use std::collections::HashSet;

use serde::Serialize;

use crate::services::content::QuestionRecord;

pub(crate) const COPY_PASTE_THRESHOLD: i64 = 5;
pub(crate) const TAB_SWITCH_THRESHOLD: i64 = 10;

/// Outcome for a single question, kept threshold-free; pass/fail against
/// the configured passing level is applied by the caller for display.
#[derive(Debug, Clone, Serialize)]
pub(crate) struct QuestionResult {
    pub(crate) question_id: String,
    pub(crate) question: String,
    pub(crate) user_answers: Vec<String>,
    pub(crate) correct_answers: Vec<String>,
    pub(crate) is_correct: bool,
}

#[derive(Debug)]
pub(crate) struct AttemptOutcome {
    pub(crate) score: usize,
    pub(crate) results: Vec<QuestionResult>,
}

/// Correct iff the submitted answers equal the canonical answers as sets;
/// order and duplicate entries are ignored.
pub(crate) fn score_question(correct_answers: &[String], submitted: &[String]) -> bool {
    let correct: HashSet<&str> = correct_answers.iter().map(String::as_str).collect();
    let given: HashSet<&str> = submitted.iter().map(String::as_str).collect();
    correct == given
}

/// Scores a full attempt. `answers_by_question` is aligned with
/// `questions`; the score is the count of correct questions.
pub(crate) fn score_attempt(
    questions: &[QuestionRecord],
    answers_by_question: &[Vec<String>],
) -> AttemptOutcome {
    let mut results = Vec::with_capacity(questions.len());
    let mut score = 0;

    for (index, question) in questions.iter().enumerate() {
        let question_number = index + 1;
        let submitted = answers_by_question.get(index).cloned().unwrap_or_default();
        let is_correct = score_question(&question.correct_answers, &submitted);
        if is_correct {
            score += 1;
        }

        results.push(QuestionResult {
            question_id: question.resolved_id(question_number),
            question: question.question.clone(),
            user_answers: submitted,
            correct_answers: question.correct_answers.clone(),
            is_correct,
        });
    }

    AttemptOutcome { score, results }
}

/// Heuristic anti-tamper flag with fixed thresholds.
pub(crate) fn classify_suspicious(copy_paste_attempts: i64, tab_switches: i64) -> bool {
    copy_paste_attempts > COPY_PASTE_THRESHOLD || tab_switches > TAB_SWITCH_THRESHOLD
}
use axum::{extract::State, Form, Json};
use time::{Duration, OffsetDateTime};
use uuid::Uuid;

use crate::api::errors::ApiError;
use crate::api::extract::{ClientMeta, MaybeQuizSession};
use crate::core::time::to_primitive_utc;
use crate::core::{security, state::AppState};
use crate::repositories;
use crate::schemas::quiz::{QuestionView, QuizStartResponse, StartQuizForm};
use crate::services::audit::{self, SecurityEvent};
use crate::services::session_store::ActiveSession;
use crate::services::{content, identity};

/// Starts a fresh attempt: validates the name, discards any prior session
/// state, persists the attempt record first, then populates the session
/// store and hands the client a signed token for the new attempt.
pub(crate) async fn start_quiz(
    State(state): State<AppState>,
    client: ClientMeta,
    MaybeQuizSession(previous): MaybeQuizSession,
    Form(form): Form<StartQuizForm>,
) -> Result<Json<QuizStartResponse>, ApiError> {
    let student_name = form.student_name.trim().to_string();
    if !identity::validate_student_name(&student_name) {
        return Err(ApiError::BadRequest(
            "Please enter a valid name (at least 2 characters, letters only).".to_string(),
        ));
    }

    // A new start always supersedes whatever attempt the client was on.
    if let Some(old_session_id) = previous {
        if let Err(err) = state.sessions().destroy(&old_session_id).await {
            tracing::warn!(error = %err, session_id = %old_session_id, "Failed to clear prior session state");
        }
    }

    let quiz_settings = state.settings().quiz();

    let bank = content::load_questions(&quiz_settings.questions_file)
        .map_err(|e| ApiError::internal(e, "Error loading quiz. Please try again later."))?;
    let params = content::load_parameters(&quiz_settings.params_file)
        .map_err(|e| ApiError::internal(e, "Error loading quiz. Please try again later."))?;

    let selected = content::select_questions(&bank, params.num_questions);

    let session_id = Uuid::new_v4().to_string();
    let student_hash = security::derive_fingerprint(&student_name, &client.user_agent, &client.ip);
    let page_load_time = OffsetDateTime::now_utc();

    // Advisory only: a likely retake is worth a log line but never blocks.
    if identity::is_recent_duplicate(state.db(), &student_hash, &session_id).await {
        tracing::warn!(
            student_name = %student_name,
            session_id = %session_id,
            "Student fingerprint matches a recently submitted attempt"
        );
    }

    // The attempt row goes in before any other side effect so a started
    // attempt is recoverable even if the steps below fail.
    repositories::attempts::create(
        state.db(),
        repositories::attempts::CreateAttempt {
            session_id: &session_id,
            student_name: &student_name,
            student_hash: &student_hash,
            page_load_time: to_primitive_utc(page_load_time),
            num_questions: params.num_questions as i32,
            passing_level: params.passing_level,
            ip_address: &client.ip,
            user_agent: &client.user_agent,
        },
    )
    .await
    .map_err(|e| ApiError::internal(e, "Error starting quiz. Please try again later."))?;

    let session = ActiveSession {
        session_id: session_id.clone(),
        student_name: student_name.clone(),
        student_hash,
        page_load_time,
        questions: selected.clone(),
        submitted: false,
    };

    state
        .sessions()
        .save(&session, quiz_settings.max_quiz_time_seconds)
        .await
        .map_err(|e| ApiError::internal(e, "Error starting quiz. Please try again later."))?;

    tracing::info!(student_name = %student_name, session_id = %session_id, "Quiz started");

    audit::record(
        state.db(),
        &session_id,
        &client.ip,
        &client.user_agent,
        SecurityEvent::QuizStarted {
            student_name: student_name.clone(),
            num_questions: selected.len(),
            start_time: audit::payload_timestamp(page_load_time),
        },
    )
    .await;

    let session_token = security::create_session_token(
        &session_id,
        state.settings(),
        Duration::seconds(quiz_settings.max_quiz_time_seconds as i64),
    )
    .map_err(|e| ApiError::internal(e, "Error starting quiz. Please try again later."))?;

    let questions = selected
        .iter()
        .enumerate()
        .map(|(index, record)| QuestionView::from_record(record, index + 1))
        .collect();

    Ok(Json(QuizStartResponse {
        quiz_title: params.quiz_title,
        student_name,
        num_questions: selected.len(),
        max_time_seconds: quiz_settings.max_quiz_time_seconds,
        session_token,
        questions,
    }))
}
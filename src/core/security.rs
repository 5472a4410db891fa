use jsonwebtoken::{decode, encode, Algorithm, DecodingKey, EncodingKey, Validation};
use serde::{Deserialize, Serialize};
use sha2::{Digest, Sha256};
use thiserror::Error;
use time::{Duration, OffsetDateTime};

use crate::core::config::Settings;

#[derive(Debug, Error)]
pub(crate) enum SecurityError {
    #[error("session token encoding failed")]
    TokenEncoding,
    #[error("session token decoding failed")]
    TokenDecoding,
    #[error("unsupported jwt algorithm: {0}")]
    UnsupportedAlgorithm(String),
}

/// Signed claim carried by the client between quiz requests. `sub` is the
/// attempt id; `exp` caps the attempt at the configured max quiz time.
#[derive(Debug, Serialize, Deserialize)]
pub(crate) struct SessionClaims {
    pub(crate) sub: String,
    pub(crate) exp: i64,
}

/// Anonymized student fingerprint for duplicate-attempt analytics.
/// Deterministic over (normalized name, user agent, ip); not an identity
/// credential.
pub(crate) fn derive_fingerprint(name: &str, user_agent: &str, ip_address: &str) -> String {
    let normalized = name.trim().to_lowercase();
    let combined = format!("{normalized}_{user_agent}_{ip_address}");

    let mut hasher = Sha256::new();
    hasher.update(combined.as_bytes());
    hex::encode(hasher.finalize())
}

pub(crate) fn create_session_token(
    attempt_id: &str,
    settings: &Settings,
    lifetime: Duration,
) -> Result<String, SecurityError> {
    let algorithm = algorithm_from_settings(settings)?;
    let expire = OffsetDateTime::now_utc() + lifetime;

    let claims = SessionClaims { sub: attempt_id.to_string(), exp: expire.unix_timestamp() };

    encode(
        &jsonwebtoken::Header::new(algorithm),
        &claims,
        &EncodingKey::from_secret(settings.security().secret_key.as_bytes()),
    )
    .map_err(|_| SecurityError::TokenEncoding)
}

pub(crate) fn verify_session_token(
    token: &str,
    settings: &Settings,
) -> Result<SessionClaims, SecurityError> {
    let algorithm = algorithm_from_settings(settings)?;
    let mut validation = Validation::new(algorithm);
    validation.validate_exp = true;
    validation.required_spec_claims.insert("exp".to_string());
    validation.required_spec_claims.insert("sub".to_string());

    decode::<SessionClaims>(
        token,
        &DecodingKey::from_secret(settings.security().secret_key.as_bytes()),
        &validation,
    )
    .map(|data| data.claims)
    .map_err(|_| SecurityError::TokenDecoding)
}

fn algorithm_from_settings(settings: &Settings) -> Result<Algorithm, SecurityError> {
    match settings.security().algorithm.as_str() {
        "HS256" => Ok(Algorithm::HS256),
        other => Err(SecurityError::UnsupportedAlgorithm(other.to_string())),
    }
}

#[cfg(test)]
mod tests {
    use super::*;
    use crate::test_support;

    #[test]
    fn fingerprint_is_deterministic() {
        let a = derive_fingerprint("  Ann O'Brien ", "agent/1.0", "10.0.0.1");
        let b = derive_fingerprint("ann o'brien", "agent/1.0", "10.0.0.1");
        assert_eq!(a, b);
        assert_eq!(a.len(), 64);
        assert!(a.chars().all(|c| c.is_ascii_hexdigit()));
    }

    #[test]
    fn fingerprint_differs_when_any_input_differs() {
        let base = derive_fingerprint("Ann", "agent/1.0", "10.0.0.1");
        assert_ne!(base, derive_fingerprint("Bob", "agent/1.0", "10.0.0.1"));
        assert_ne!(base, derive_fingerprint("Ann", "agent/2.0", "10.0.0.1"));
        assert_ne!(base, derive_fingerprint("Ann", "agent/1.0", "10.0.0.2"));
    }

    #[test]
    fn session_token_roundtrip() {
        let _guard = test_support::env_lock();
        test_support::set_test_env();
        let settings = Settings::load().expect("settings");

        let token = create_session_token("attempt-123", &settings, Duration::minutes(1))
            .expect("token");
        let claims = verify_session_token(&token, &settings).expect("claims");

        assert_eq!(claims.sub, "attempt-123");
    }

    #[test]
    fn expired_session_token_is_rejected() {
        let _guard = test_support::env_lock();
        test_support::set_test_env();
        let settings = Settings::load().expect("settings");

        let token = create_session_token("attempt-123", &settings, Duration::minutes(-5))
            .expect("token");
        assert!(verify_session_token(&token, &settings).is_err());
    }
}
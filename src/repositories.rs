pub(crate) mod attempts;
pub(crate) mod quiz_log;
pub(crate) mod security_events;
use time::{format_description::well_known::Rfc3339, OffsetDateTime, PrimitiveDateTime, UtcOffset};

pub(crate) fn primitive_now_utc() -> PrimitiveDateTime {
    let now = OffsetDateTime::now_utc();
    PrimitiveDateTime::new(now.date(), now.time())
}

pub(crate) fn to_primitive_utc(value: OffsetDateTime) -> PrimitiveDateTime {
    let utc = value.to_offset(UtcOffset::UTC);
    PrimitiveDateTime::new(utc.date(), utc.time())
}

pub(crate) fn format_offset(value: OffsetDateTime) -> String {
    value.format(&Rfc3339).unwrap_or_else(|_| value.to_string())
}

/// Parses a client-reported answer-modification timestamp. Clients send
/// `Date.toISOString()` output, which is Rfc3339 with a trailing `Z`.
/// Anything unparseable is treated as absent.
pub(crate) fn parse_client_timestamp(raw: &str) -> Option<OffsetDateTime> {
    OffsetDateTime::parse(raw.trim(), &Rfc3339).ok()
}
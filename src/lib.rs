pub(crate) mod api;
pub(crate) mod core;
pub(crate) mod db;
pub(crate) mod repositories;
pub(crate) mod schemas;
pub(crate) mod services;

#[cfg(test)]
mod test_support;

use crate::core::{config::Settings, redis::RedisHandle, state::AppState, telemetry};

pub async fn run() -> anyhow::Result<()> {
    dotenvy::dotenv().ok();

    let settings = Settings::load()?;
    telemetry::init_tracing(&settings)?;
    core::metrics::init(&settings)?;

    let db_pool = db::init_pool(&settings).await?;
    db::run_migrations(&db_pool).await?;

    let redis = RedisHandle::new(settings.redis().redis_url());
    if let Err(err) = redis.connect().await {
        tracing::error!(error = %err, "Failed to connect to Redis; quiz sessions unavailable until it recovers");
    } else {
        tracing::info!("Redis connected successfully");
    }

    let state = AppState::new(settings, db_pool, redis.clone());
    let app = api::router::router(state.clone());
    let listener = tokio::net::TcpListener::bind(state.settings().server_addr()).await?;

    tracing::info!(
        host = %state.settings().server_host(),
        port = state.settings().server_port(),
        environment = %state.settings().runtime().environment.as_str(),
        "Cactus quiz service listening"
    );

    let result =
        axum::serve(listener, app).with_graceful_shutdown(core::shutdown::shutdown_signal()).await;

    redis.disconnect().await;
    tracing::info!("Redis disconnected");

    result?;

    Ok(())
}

----

#### Exercise:
From the opening line of the data above, please print each line as written up to and including the line that contains "let mut score = 0;", and nothing more.

#### Answer below:
use std::collections::HashSet;

use serde::Serialize;

use crate::services::content::QuestionRecord;

pub(crate) const COPY_PASTE_THRESHOLD: i64 = 5;
pub(crate) const TAB_SWITCH_THRESHOLD: i64 = 10;

/// Outcome for a single question, kept threshold-free; pass/fail against
/// the configured passing level is applied by the caller for display.
#[derive(Debug, Clone, Serialize)]
pub(crate) struct QuestionResult {
    pub(crate) question_id: String,
    pub(crate) question: String,
    pub(crate) user_answers: Vec<String>,
    pub(crate) correct_answers: Vec<String>,
    pub(crate) is_correct: bool,
}

#[derive(Debug)]
pub(crate) struct AttemptOutcome {
    pub(crate) score: usize,
    pub(crate) results: Vec<QuestionResult>,
}

/// Correct iff the submitted answers equal the canonical answers as sets;
/// order and duplicate entries are ignored.
pub(crate) fn score_question(correct_answers: &[String], submitted: &[String]) -> bool {
    let correct: HashSet<&str> = correct_answers.iter().map(String::as_str).collect();
    let given: HashSet<&str> = submitted.iter().map(String::as_str).collect();
    correct == given
}

/// Scores a full attempt. `answers_by_question` is aligned with
/// `questions`; the score is the count of correct questions.
pub(crate) fn score_attempt(
    questions: &[QuestionRecord],
    answers_by_question: &[Vec<String>],
) -> AttemptOutcome {
    let mut results = Vec::with_capacity(questions.len());
    let mut score = 0;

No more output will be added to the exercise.